From the records below, transcribe only the lines running from the one with "if let Err(e)" through the one with "let file_cfg = match". Keep both of those end lines.
====== Task input ======
// SPDX-License-Identifier: MIT

mod codegen;
mod compress;
mod config;
mod host;
mod input;
mod utils;

use anyhow::Context;
use clap::Parser;
use colored::Colorize;
use std::fs::{self, File};
use std::io::BufWriter;
use std::path::{Path, PathBuf};

use petrifs::core::accessor::AssetCatalog;
use petrifs::core::config::FsConfig;
use petrifs::core::trie::{AssetTrie, TreeOpts, pretty_bytes};

use crate::config::{DEFAULT_CONFIG, FileConfig, GenConfig, parse_octal};
use crate::host::HostAccessor;
use crate::utils::{LogLevel, set_log_level};

#[derive(Parser, Debug)]
#[command(
    name = "petrify",
    version,
    about = "Embed directories of static files into Rust source",
    long_about = None
)]
struct Cli {
    /// Files or directories to embed; `dir/...` recurses into subdirectories
    inputs: Vec<String>,

    /// Path prefix stripped from asset names
    #[arg(long)]
    prefix: Option<String>,

    /// Generated source file
    #[arg(short, long)]
    output: Option<PathBuf>,

    /// Store raw bytes instead of gzip streams
    #[arg(long)]
    nocompress: bool,

    /// Drop size, mode and modification time
    #[arg(long)]
    nometadata: bool,

    /// File mode override for every asset (octal)
    #[arg(long, value_parser = parse_octal)]
    mode: Option<u32>,

    /// Modification time override for every asset (unix seconds)
    #[arg(long)]
    modtime: Option<i64>,

    /// Regex of host paths to skip (repeatable)
    #[arg(long)]
    ignore: Vec<String>,

    /// Config file (defaults to ./petrify.toml when present)
    #[arg(short, long)]
    config: Option<PathBuf>,

    /// Only print the asset tree, don't write anything
    #[arg(long)]
    dry_run: bool,

    #[arg(short, long)]
    verbose: bool,

    #[arg(short, long, conflicts_with = "verbose")]
    quiet: bool,
}

impl Cli {
    fn overrides(&self) -> FileConfig {
        FileConfig {
            inputs: self.inputs.clone(),
            prefix: self.prefix.clone(),
            output: self.output.clone(),
            nocompress: self.nocompress,
            nometadata: self.nometadata,
            mode: self.mode,
            modtime: self.modtime,
            ignore: self.ignore.clone(),
        }
    }
}

fn main() {
    if let Err(e) = run(Cli::parse()) {
        eprintln!("petrify: {e:#}");
        std::process::exit(1);
    }
}

fn run(cli: Cli) -> anyhow::Result<()> {
    set_log_level(LogLevel::from_flags(cli.quiet, cli.verbose));

    let file_cfg = match &cli.config {
        Some(path) => FileConfig::from_file(path)?,
        None if Path::new(DEFAULT_CONFIG).is_file() => {
            log_verbose!("Using {DEFAULT_CONFIG}");
            FileConfig::from_file(Path::new(DEFAULT_CONFIG))?
        }
        None => FileConfig::default(),
    };
    let cfg = GenConfig::resolve(file_cfg.overlay(cli.overrides()))?;

    let accessor = HostAccessor::new(input::collect_assets(&cfg)?);
    anyhow::ensure!(!accessor.is_empty(), "no assets found in the given inputs");

    // Same rules the generated table is built with at runtime.
    let trie = AssetTrie::build(accessor.names(), &accessor, &FsConfig::new())
        .context("invalid asset set")?;
    if cli.dry_run {
        log_normal!("Dry run mode: nothing will be written.");
        println!("{trie}");
        log_normal!("{}", trie.counts());
        return Ok(());
    }
    log_verbose!("\n{}", trie.display(TreeOpts::default()));

    log_info!("Writing {} assets to {}", accessor.len(), cfg.output.display());
    if let Some(parent) = cfg.output.parent().filter(|p| !p.as_os_str().is_empty()) {
        fs::create_dir_all(parent)
            .with_context(|| format!("cannot create {}", parent.display()))?;
    }
    let file = File::create(&cfg.output)
        .with_context(|| format!("cannot create {}", cfg.output.display()))?;

    let pb = utils::embed_progress(accessor.total_bytes(), "embedding")?;
    let (_, stats) = codegen::generate(BufWriter::new(file), &accessor, &cfg, &pb)?;
    pb.finish_and_clear();

    log_info!(
        "{} {} ({} -> {}) {} {}",
        "✔".green().bold(),
        trie.counts(),
        pretty_bytes(stats.raw_bytes),
        pretty_bytes(stats.stored_bytes),
        "→".dimmed(),
        cfg.output.display().to_string().bold()
    );
    Ok(())
}
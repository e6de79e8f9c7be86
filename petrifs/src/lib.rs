// SPDX-License-Identifier: MIT

//! Read-only virtual filesystem over embedded assets.
//!
//! A flat list of canonical names (`"data/img/a.png"`) is turned into an
//! [`AssetTrie`](crate::core::trie::AssetTrie) with synthesized parent directories,
//! then served through [`AssetFs`](vfs::AssetFs): `open`, `stat`,
//! paginated `readdir`. Content comes from an
//! [`AssetAccessor`](crate::core::accessor::AssetAccessor), typically the
//! [`StaticAccessor`](crate::core::embedded::StaticAccessor) over a table emitted by
//! the `petrify` generator.
//!
//! ```
//! use petrifs::prelude::*;
//!
//! let acc = MemAccessor::new()
//!     .with("data/foo.txt", "hi")
//!     .with("data/img/a.png", vec![1, 2, 3]);
//! let fs = AssetFs::from_catalog(acc, &FsConfig::new()).unwrap();
//!
//! let mut dir = fs.open("/data").unwrap();
//! let names: Vec<_> = dir.readdir(0).unwrap().iter().map(|e| e.name.clone()).collect();
//! assert_eq!(names, ["foo.txt", "img"]);
//! ```

#![cfg_attr(not(feature = "std"), no_std)]

#[macro_use]
extern crate alloc;

// Core Modules
pub mod core;
pub mod vfs;

// Reusable types and traits
pub use crate::core::traits::*;

/// Everything needed to build and query a namespace.
pub mod prelude {
    pub use crate::core::accessor::{AssetMeta, MemAccessor};
    pub use crate::core::config::FsConfig;
    pub use crate::core::embedded::{EmbeddedAsset, StaticAccessor};
    pub use crate::core::errors::*;
    pub use crate::core::info::{FileInfo, DEFAULT_MODE, DIR_MODE_FLAG};
    pub use crate::core::trie::{AssetRecord, AssetTrie, TreeOpts, TrieNode};
    pub use crate::core::traits::*;
    pub use crate::vfs::{AssetDir, AssetFile, AssetFs, AssetFsBuilder, Handle};
}
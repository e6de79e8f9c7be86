// SPDX-License-Identifier: MIT

use std::io::{self, Write};

/// Bytes per line of a generated array literal.
pub const BYTES_PER_LINE: usize = 12;

const INDENT: &[u8] = b"    ";

/// Writes bytes as the body of a Rust `&[u8]` literal: `0x%02x,` entries,
/// [`BYTES_PER_LINE`] per line, each line on its own indented row.
#[derive(Debug)]
pub struct ByteWriter<W: Write> {
    inner: W,
    col: usize,
    written: u64,
}

impl<W: Write> ByteWriter<W> {
    pub fn new(inner: W) -> Self {
        Self {
            inner,
            col: 0,
            written: 0,
        }
    }

    /// Number of bytes formatted so far.
    #[inline]
    pub fn written(&self) -> u64 {
        self.written
    }
}

impl<W: Write> Write for ByteWriter<W> {
    fn write(&mut self, buf: &[u8]) -> io::Result<usize> {
        for b in buf {
            if self.col % BYTES_PER_LINE == 0 {
                self.inner.write_all(b"\n")?;
                self.inner.write_all(INDENT)?;
                self.col = 0;
            } else {
                self.inner.write_all(b" ")?;
            }
            write!(self.inner, "0x{b:02x},")?;
            self.col += 1;
        }
        self.written += buf.len() as u64;
        Ok(buf.len())
    }

    fn flush(&mut self) -> io::Result<()> {
        self.inner.flush()
    }
}

#[cfg(test)]
mod tests {
    use super::*;

    fn render(data: &[u8]) -> String {
        let mut buf = Vec::new();
        let mut w = ByteWriter::new(&mut buf);
        w.write_all(data).unwrap();
        assert_eq!(w.written(), data.len() as u64);
        String::from_utf8(buf).unwrap()
    }

    #[test]
    fn test_twelve_per_line() {
        let data: Vec<u8> = (0..=25).collect();
        let out = render(&data);
        let lines: Vec<&str> = out.lines().skip(1).collect();
        assert_eq!(lines.len(), 3);
        assert_eq!(
            lines[0],
            "    0x00, 0x01, 0x02, 0x03, 0x04, 0x05, 0x06, 0x07, 0x08, 0x09, 0x0a, 0x0b,"
        );
        assert_eq!(lines[2], "    0x18, 0x19,");
    }

    #[test]
    fn test_split_writes_keep_layout() {
        let data: Vec<u8> = (0..30).collect();
        let mut buf = Vec::new();
        let mut w = ByteWriter::new(&mut buf);
        for chunk in data.chunks(7) {
            w.write_all(chunk).unwrap();
        }
        assert_eq!(String::from_utf8(buf).unwrap(), render(&data));
    }

    #[test]
    fn test_empty_input_writes_nothing() {
        assert_eq!(render(&[]), "");
    }
}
======
## Answer
    if let Err(e) = run(Cli::parse()) {
        eprintln!("petrify: {e:#}");
        std::process::exit(1);
    }
}

fn run(cli: Cli) -> anyhow::Result<()> {
    set_log_level(LogLevel::from_flags(cli.quiet, cli.verbose));

    let file_cfg = match &cli.config {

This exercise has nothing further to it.